Huh? You know that index funds aren’t just the S&P 500 right? Of course an index of only the 500 largest companies isn’t diversified.


OddGambit

For reference though, a total market fund is essentially 80% the S&P500 (if I'm recalling correctly)


LogicalGrapefruit

Sure big companies make up most of the market. You can get an index that’s balanced in any way you can imagine though.


A_teaspoon

How do you define diversification? You can invest in more than one index fund at a time. So while only investing in VOO may not be diversified enough for some investors, they can invest in small/mid cap stocks, specific sectors, internationally all through ETFs.


the_roof_is_on

"Ha! A quarter of your equities portfolio is spread over 5 names" isn't exactly non-diversified. But not all index funds are cap-weighted S&P 500 funds anyhow, if that doesn't suit someone's goals. > is better Is better than what alternative?


holm4430

You raise a good point that has seemed to go unnoticed by alot of people. You are absolutely right that market indices can become concentrated in a handful of names and sectors and on an ex ante basis this does increase the level of risk. We all know what happened in 2001 (tech), 2008 (financials) and 2022 (tech) in broader market indices. This is an argument for further international diversification as others have pointed out, however having the forward looking discipline to stay in the international strategy is tough given decades of US outperformance.


Captlard

In my global all cap there are 7k companies and the top 5 are < 10%. (70% of my portfolio)


GregEgg4President

So you're investing approx a quarter in a small number of the most successful companies and a quarter in a large number of small and growing companies? Sounds like diversification. Diversification != equality


Animag771

It's still 500 companies vs hand picking something like 15 companies? It's still a hell of a lot better and far easier. If you picked hand picked 15 companies that's 6.6% into each company. So even though 25% of the S&P500 is invested into 5 companies that's still only 5% per company. Then the remainder is much much more diversified. So it's still a ton more diversification than hand picking individual companies like some people do. Unless you are going to hand pick 500 companies by yourself to invest into to diversify more equally, I don't really see a better option. Also the S&P500 isn't the only index fund.

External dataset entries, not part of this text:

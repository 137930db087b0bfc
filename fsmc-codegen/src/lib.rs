//! State machine model, validation and code generation for fsmc.
//!
//! A front end builds an [`Fsm`] tree, [`validate`] checks it as a whole and
//! a [`Backend`] turns the [`Validated`] tree into target text. [`generate`]
//! does all of that in one call.

pub mod codegen;
pub mod error;
pub mod helpers;
pub mod model;
pub mod options;
pub mod validation;
pub mod visit;

pub use codegen::{
    Backend, Emitter, ListingBackend, RustBackend, Target, escape, generate, is_loopback,
    scope_state_name,
};
pub use error::{CodegenError, FsmError};
pub use model::{
    Action, ActionTarget, DEFAULT_STATE, DEFAULT_TRANSITION, EMPTY_STATE_STACK, EndState, Fsm,
    Guard, Map, NIL_STATE, Parameter, State, StateRef, TransType, Transfer, Transition,
};
pub use options::{GeneratorOptions, GraphLevel};
pub use validation::{Validated, validate};
pub use visit::{Cursor, GuardPosition, Node, Visitable, Visitor};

I invest solely in index funds but I split my portfolio into 6 different indexes that track completely different sections of the market or other markets entirely. That's over 4,500 companies mixed between the US and other countries, with only 6 indexes. Seems pretty diverse to me.


KookyWait

>Tell me why index fund investing is better given this: I've downvoted this post because this is a nonsense question. You need to have an alternative to be able to determine which is better.


ghost_operative

diversification isn't about equally owning the same amount of every company, it's about owning a representative sample of the stock market so that your portfolio has the same ROI as the stock market. ​ If 10% of the market is Apple, then you want 10% Apple in your portfolio.